La 58ma Biennale d’Arte di Venezia si avvia verso la sua conclusione. Cerco di mettere ordine in una serie di appunti e considerazioni scritte nel corso delle visite all’esposizione, senza pretese di sistematicità.
Arsenale
Bisogna dire che May You Live in Interesting Times, la mostra centrale curata quest’anno da Ralph Rugoff, comincia nel migliore dei modi. La prima sala dell’Arsenale accoglie il visitatore con opere notevolissime: dalla serie fotografica di Soham Gupta Angst agli intensi ritratti in bianco e nero di Zanele Muholi, dall’installazione video di Christian Marclay 48 War Movies al ciclo fotografico dedicato alle “rovine contemporanee” di Anthony Hernandez.

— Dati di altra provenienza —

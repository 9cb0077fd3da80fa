//! # YIN Pitch Detection Module
//!
//! A stateful implementation of the YIN fundamental frequency estimator
//! (de Cheveigné & Kawahara, 2002) tuned for a frame-rate-driven caller.
//!
//! ## Stages
//! 1. Squared difference of the window against lagged copies of itself
//! 2. Cumulative mean normalized difference
//! 3. Absolute threshold search, walking down to the bottom of the first dip
//! 4. Parabolic interpolation for sub-sample lag accuracy
//!
//! The detector keeps a difference buffer of `window_size / 2` values that is
//! reused between calls. [`YinDetector::estimate`] clears it before every run,
//! so consecutive calls on unrelated windows never influence each other.

use serde::Serialize;
use tracing::debug;

use crate::config::{DifferenceMethod, ListenerConfig};
use crate::error::ConfigError;
use crate::fft::FftDifference;

/// Result of one analysis call.
#[derive(Debug, Clone, Copy, PartialEq, Serialize)]
pub struct Estimate {
    /// Fundamental frequency in Hz, or `-1.0` when no pitch was found.
    pub frequency: f32,
    /// `1 - d'(tau)` at the chosen lag, or `0.0` when no pitch was found.
    pub confidence: f32,
}

impl Estimate {
    /// Silence, noise, or anything else without a clear period.
    pub const NONE: Estimate = Estimate { frequency: -1.0, confidence: 0.0 };

    pub fn is_pitched(&self) -> bool {
        self.frequency > 0.0
    }
}

#[derive(Debug)]
pub struct YinDetector {
    sample_rate: f32,
    window_size: usize,
    threshold: f64,
    confidence: f32,
    diff: Vec<f64>,
    fft: Option<FftDifference>,
}

impl YinDetector {
    /// Creates a detector using the direct difference function.
    ///
    /// # Arguments
    /// * `sample_rate` - Sample rate of the analysed windows in Hz
    /// * `window_size` - Samples per call; must be even
    /// * `threshold` - Allowed aperiodicity in (0, 1); 0.05 accepts pitches
    ///   with roughly 95% confidence
    pub fn new(sample_rate: f32, window_size: usize, threshold: f32) -> Result<Self, ConfigError> {
        Self::from_config(&ListenerConfig {
            sample_rate,
            window_size,
            buffer_capacity: window_size,
            threshold,
            difference: DifferenceMethod::Direct,
        })
    }

    /// Creates a detector from a listener configuration.
    pub fn from_config(config: &ListenerConfig) -> Result<Self, ConfigError> {
        config.validate()?;
        let fft = match config.difference {
            DifferenceMethod::Direct => None,
            DifferenceMethod::Fft => Some(FftDifference::new(config.window_size)),
        };
        debug!(
            sample_rate = config.sample_rate,
            window_size = config.window_size,
            threshold = config.threshold,
            difference = ?config.difference,
            "YIN detector ready"
        );
        Ok(Self {
            sample_rate: config.sample_rate,
            window_size: config.window_size,
            threshold: f64::from(config.threshold),
            confidence: 0.0,
            diff: vec![0.0; config.window_size / 2],
            fft,
        })
    }

    pub fn sample_rate(&self) -> f32 {
        self.sample_rate
    }

    pub fn window_size(&self) -> usize {
        self.window_size
    }

    /// Confidence of the most recent estimate (0.0 after `reset`).
    pub fn confidence(&self) -> f32 {
        self.confidence
    }

    /// Clears the reported confidence and zeroes the difference buffer.
    pub fn reset(&mut self) {
        self.confidence = 0.0;
        self.diff.fill(0.0);
    }

    /// Estimates the fundamental frequency of `window`.
    ///
    /// # Panics
    /// * If `window.len()` differs from the configured window size. The
    ///   difference stage reads up to index `window_size - 2`, so a shorter
    ///   window cannot be analysed and a longer one would be silently cut.
    pub fn estimate(&mut self, window: &[f32]) -> Estimate {
        assert_eq!(
            window.len(),
            self.window_size,
            "YIN window must hold exactly the configured number of samples"
        );
        self.reset();

        self.difference(window);
        self.cumulative_mean_normalized_difference();

        let Some(tau) = self.absolute_threshold() else {
            return Estimate::NONE;
        };
        let refined = self.parabolic_interpolation(tau);
        let frequency = (f64::from(self.sample_rate) / refined) as f32;
        if !frequency.is_finite() || frequency <= 0.0 {
            self.confidence = 0.0;
            return Estimate::NONE;
        }

        Estimate { frequency, confidence: self.confidence }
    }

    /// Step 1: squared difference for every lag in `[0, half)`.
    fn difference(&mut self, window: &[f32]) {
        if let Some(fft) = self.fft.as_mut() {
            fft.difference(window, &mut self.diff);
            return;
        }
        let half = self.diff.len();
        for (tau, slot) in self.diff.iter_mut().enumerate() {
            *slot += window[..half]
                .iter()
                .zip(&window[tau..tau + half])
                .map(|(&a, &b)| {
                    let delta = f64::from(a) - f64::from(b);
                    delta * delta
                })
                .sum::<f64>();
        }
    }

    /// Step 2: replace each value with its ratio to the running mean.
    fn cumulative_mean_normalized_difference(&mut self) {
        let mut running_sum = 0.0;
        self.diff[0] = 1.0;
        for tau in 1..self.diff.len() {
            running_sum += self.diff[tau];
            if running_sum > 0.0 {
                self.diff[tau] *= tau as f64 / running_sum;
            } else {
                // Digital silence so far: treat as fully aperiodic.
                self.diff[tau] = 1.0;
            }
        }
    }

    /// Step 3: first lag under the threshold, walked down to its local minimum.
    ///
    /// Lags 0 and 1 are skipped. Stores the confidence on success.
    fn absolute_threshold(&mut self) -> Option<usize> {
        let half = self.diff.len();
        let mut tau = (2..half).find(|&tau| self.diff[tau] < self.threshold)?;
        while tau + 1 < half && self.diff[tau + 1] < self.diff[tau] {
            tau += 1;
        }
        self.confidence = (1.0 - self.diff[tau]) as f32;
        Some(tau)
    }

    /// Step 4: sub-sample refinement of `tau` through its neighbours.
    fn parabolic_interpolation(&self, tau: usize) -> f64 {
        let d = &self.diff;
        let x0 = if tau < 1 { tau } else { tau - 1 };
        let x2 = if tau + 1 < d.len() { tau + 1 } else { tau };

        if x0 == tau && x2 == tau {
            return tau as f64;
        }
        if x0 == tau {
            return if d[tau] <= d[x2] { tau as f64 } else { x2 as f64 };
        }
        if x2 == tau {
            return if d[tau] <= d[x0] { tau as f64 } else { x0 as f64 };
        }

        let (s0, s1, s2) = (d[x0], d[tau], d[x2]);
        let denominator = 2.0 * (2.0 * s1 - s2 - s0);
        if denominator == 0.0 || !denominator.is_finite() {
            return tau as f64;
        }
        tau as f64 + (s2 - s0) / denominator
    }
}
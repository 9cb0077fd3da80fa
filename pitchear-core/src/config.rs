//! # Listener Configuration
//!
//! Everything here is fixed once a [`crate::pipeline::Listener`] is built.
//! Configurations can be written by hand or loaded from JSON:
//!
//! ```json
//! { "sample_rate": 48000.0, "window_size": 2048, "threshold": 0.1, "difference": "fft" }
//! ```
//!
//! Missing fields fall back to [`ListenerConfig::default`].

use std::path::Path;

use anyhow::{Context, Result};
use serde::{Deserialize, Serialize};

use crate::error::ConfigError;

/// Default sample rate in Hz.
pub const DEFAULT_SAMPLE_RATE: f32 = 44100.0;
/// Default analysis window (about 46ms at 44.1 kHz).
pub const DEFAULT_WINDOW_SIZE: usize = 2048;
/// Default ring buffer capacity.
pub const DEFAULT_BUFFER_CAPACITY: usize = 4096;
/// Default YIN threshold: 5% aperiodicity tolerance.
pub const DEFAULT_THRESHOLD: f32 = 0.05;

/// How the YIN difference function is computed.
#[derive(Debug, Clone, Copy, Default, PartialEq, Eq, Serialize, Deserialize)]
#[serde(rename_all = "lowercase")]
pub enum DifferenceMethod {
    /// Straight O(n²) sum of squared differences.
    #[default]
    Direct,
    /// Cross-correlation through a forward/inverse FFT.
    Fft,
}

#[derive(Debug, Clone, PartialEq, Serialize, Deserialize)]
#[serde(default)]
pub struct ListenerConfig {
    /// Sample rate of the incoming audio in Hz.
    pub sample_rate: f32,
    /// Samples per analysis call. Must be even.
    pub window_size: usize,
    /// Ring buffer capacity in samples, at least `window_size`.
    pub buffer_capacity: usize,
    /// Allowed aperiodicity, strictly between 0 and 1.
    pub threshold: f32,
    pub difference: DifferenceMethod,
}

impl Default for ListenerConfig {
    fn default() -> Self {
        Self {
            sample_rate: DEFAULT_SAMPLE_RATE,
            window_size: DEFAULT_WINDOW_SIZE,
            buffer_capacity: DEFAULT_BUFFER_CAPACITY,
            threshold: DEFAULT_THRESHOLD,
            difference: DifferenceMethod::Direct,
        }
    }
}

impl ListenerConfig {
    /// Checks every field, reporting the first problem found.
    pub fn validate(&self) -> Result<(), ConfigError> {
        if self.window_size == 0 || self.window_size % 2 != 0 {
            return Err(ConfigError::WindowSize(self.window_size));
        }
        if !self.sample_rate.is_finite() || self.sample_rate <= 0.0 {
            return Err(ConfigError::SampleRate(self.sample_rate));
        }
        // NaN fails both comparisons, so test for the valid range.
        if !(self.threshold > 0.0 && self.threshold < 1.0) {
            return Err(ConfigError::Threshold(self.threshold));
        }
        if self.buffer_capacity < self.window_size {
            return Err(ConfigError::BufferCapacity {
                capacity: self.buffer_capacity,
                window_size: self.window_size,
            });
        }
        Ok(())
    }

    /// Parses and validates a JSON configuration.
    pub fn from_json_str(json: &str) -> Result<Self> {
        let config: Self = serde_json::from_str(json).context("Invalid listener configuration")?;
        config.validate()?;
        Ok(config)
    }

    pub fn from_json_file(path: impl AsRef<Path>) -> Result<Self> {
        let path = path.as_ref();
        let json = std::fs::read_to_string(path)
            .with_context(|| format!("Failed to read config file {}", path.display()))?;
        Self::from_json_str(&json)
    }

    /// Duration covered by one analysis window, in seconds.
    pub fn window_duration(&self) -> f32 {
        self.window_size as f32 / self.sample_rate
    }
}
//! # Ring Buffer Module
//!
//! A fixed-capacity circular store of mono samples shared between a sample
//! producer (audio callback or producer thread) and a periodic consumer.
//!
//! ## Guarantees
//! - The least recently written sample always sits at the write cursor
//! - Snapshots are ordered oldest to newest and owned by the caller
//! - A batch passed to `write` is never observed half-written
//! - Both sides hold the lock only for an O(capacity) copy

use std::sync::{Mutex, MutexGuard, PoisonError};

use tracing::warn;

#[derive(Debug)]
struct Inner {
    samples: Vec<f32>,
    cursor: usize,
    written: u64,
}

/// Circular sample store guarded by a single mutex.
///
/// Share it between threads with `Arc<RingBuffer>`; neither side ever sees
/// the cursor.
#[derive(Debug)]
pub struct RingBuffer {
    inner: Mutex<Inner>,
    capacity: usize,
}

impl RingBuffer {
    /// Creates a zero-filled buffer.
    ///
    /// # Panics
    /// * If `capacity` is zero
    pub fn new(capacity: usize) -> Self {
        assert!(capacity > 0, "ring buffer capacity must be positive");
        Self {
            inner: Mutex::new(Inner {
                samples: vec![0.0; capacity],
                cursor: 0,
                written: 0,
            }),
            capacity,
        }
    }

    pub fn capacity(&self) -> usize {
        self.capacity
    }

    /// Total number of samples appended since creation.
    pub fn samples_written(&self) -> u64 {
        self.lock().written
    }

    /// Appends `frames` in order, overwriting the oldest samples.
    pub fn write(&self, frames: &[f32]) {
        let mut inner = self.lock();
        for &sample in frames {
            inner.push(sample);
        }
    }

    /// Appends the first channel of interleaved `channels`-wide frames.
    ///
    /// A trailing partial frame still contributes its first sample.
    pub fn write_interleaved(&self, data: &[f32], channels: usize) {
        if channels <= 1 {
            self.write(data);
            return;
        }
        let mut inner = self.lock();
        for frame in data.chunks(channels) {
            inner.push(frame[0]);
        }
    }

    /// Returns all `capacity` samples, oldest first.
    pub fn snapshot(&self) -> Vec<f32> {
        let mut out = vec![0.0; self.capacity];
        self.snapshot_into(&mut out);
        out
    }

    /// Copies all samples, oldest first, into `out` without allocating.
    ///
    /// # Panics
    /// * If `out.len()` differs from the capacity
    pub fn snapshot_into(&self, out: &mut [f32]) {
        assert_eq!(out.len(), self.capacity, "snapshot target must match capacity");
        let inner = self.lock();
        let (newer, older) = inner.samples.split_at(inner.cursor);
        out[..older.len()].copy_from_slice(older);
        out[older.len()..].copy_from_slice(newer);
    }

    /// Returns the newest `n` samples, oldest first.
    ///
    /// # Panics
    /// * If `n` exceeds the capacity
    pub fn latest(&self, n: usize) -> Vec<f32> {
        assert!(n <= self.capacity, "requested {n} samples from a buffer of {}", self.capacity);
        let mut out = Vec::with_capacity(n);
        let inner = self.lock();
        let start = (inner.cursor + self.capacity - n) % self.capacity;
        if start + n <= self.capacity {
            out.extend_from_slice(&inner.samples[start..start + n]);
        } else {
            out.extend_from_slice(&inner.samples[start..]);
            out.extend_from_slice(&inner.samples[..start + n - self.capacity]);
        }
        out
    }

    fn lock(&self) -> MutexGuard<'_, Inner> {
        // A panicking writer cannot leave the samples in an unusable state.
        self.inner.lock().unwrap_or_else(|poisoned: PoisonError<_>| {
            warn!("ring buffer lock was poisoned, recovering");
            poisoned.into_inner()
        })
    }
}

impl Inner {
    fn push(&mut self, sample: f32) {
        let cursor = self.cursor;
        self.samples[cursor] = sample;
        self.cursor = (cursor + 1) % self.samples.len();
        self.written += 1;
    }
}

#[cfg(test)]
mod tests {
    use super::*;
    use std::sync::atomic::{AtomicBool, Ordering};

    #[test]
    fn starts_zeroed_and_full_length() {
        let buffer = RingBuffer::new(8);
        assert_eq!(buffer.snapshot(), vec![0.0; 8]);

        buffer.write(&[1.0, 2.0, 3.0]);
        assert_eq!(buffer.snapshot(), vec![0.0, 0.0, 0.0, 0.0, 0.0, 1.0, 2.0, 3.0]);
        assert_eq!(buffer.samples_written(), 3);
    }

    #[test]
    fn wraps_oldest_to_newest() {
        let buffer = RingBuffer::new(4);
        buffer.write(&[1.0, 2.0, 3.0, 4.0, 5.0, 6.0]);
        assert_eq!(buffer.snapshot(), vec![3.0, 4.0, 5.0, 6.0]);

        // Exactly one full lap puts the cursor back at zero.
        buffer.write(&[7.0, 8.0]);
        assert_eq!(buffer.snapshot(), vec![5.0, 6.0, 7.0, 8.0]);
    }

    #[test]
    fn snapshot_is_idempotent_without_writes() {
        let buffer = RingBuffer::new(5);
        buffer.write(&[0.5, -0.5, 0.25, 1.0, -1.0, 0.75]);
        let first = buffer.snapshot();
        assert_eq!(buffer.snapshot(), first);
        assert_eq!(buffer.snapshot(), first);
    }

    #[test]
    fn snapshot_is_detached_from_later_writes() {
        let buffer = RingBuffer::new(3);
        buffer.write(&[1.0, 2.0, 3.0]);
        let snapshot = buffer.snapshot();
        buffer.write(&[9.0]);
        assert_eq!(snapshot, vec![1.0, 2.0, 3.0]);
    }

    #[test]
    fn latest_returns_newest_suffix() {
        let buffer = RingBuffer::new(5);
        buffer.write(&[1.0, 2.0, 3.0, 4.0, 5.0, 6.0, 7.0]);
        assert_eq!(buffer.latest(3), vec![5.0, 6.0, 7.0]);
        assert_eq!(buffer.latest(5), buffer.snapshot());
        assert!(buffer.latest(0).is_empty());
    }

    #[test]
    fn interleaved_keeps_first_channel() {
        let buffer = RingBuffer::new(3);
        buffer.write_interleaved(&[1.0, -1.0, 2.0, -2.0, 3.0, -3.0], 2);
        assert_eq!(buffer.snapshot(), vec![1.0, 2.0, 3.0]);
    }

    #[test]
    #[should_panic]
    fn snapshot_into_rejects_wrong_length() {
        let buffer = RingBuffer::new(4);
        let mut out = [0.0; 3];
        buffer.snapshot_into(&mut out);
    }

    #[test]
    fn concurrent_reader_never_sees_torn_batches() {
        const BATCH: usize = 64;
        const BATCHES: usize = 2000;
        let buffer = RingBuffer::new(256);
        let done = AtomicBool::new(false);

        std::thread::scope(|scope| {
            scope.spawn(|| {
                let mut next = 1.0_f32;
                for _ in 0..BATCHES {
                    let batch: Vec<f32> = (0..BATCH)
                        .map(|_| {
                            let value = next;
                            next += 1.0;
                            value
                        })
                        .collect();
                    buffer.write(&batch);
                }
                done.store(true, Ordering::SeqCst);
            });

            while !done.load(Ordering::SeqCst) {
                let snapshot = buffer.snapshot();
                // The written suffix must be a run of consecutive counters
                // ending on a batch boundary.
                let filled: Vec<f32> = snapshot.into_iter().filter(|&s| s != 0.0).collect();
                for pair in filled.windows(2) {
                    assert_eq!(pair[1], pair[0] + 1.0);
                }
                if let Some(&last) = filled.last() {
                    assert_eq!(last as usize % BATCH, 0);
                }
            }
        });

        assert_eq!(buffer.samples_written(), (BATCH * BATCHES) as u64);
    }
}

Poche sale dopo si incontra uno dei lavori più significativi dell’intera esposizione: For, in your tongue, I cannot fit di Shilpa Gupta, una foresta sonora basata sui versi di cento poeti incarcerati per le loro posizioni politiche dal VII secolo fino ai giorni nostri. E poi, ancora, il potente lavoro di Teresa Margolles La Búsqueda (2), sui femminicidi irrisolti e impuniti che da anni caratterizzano la zona di Ciudad Juárez, uno dei centri del narcotraffico nella regione messicana del Chihuahua, al confine con gli Stati Uniti (argomento su cui è in parte incentrato anche l’incompiuto romanzo-saga 2666 di Roberto Bolaño).
Man mano, tuttavia, la mostra sembra appiattirsi, come adagiandosi su un livello mediocre, alla fin fine un po’ noioso, pur con un’apprezzabile coerenza nel focalizzarsi su tematiche d’impegno sociale e politico — con messaggi mediamente più efficaci rispetto ad altre esposizioni d’arte engagée —, nonché con escursioni, anch’esse coerenti col progetto globale, riguardo a ecologismo, social media, realtà virtuale (bello Endodrome di Dominique Gonzalez-Foerster, un lavoro che non cede a tentazioni esornative).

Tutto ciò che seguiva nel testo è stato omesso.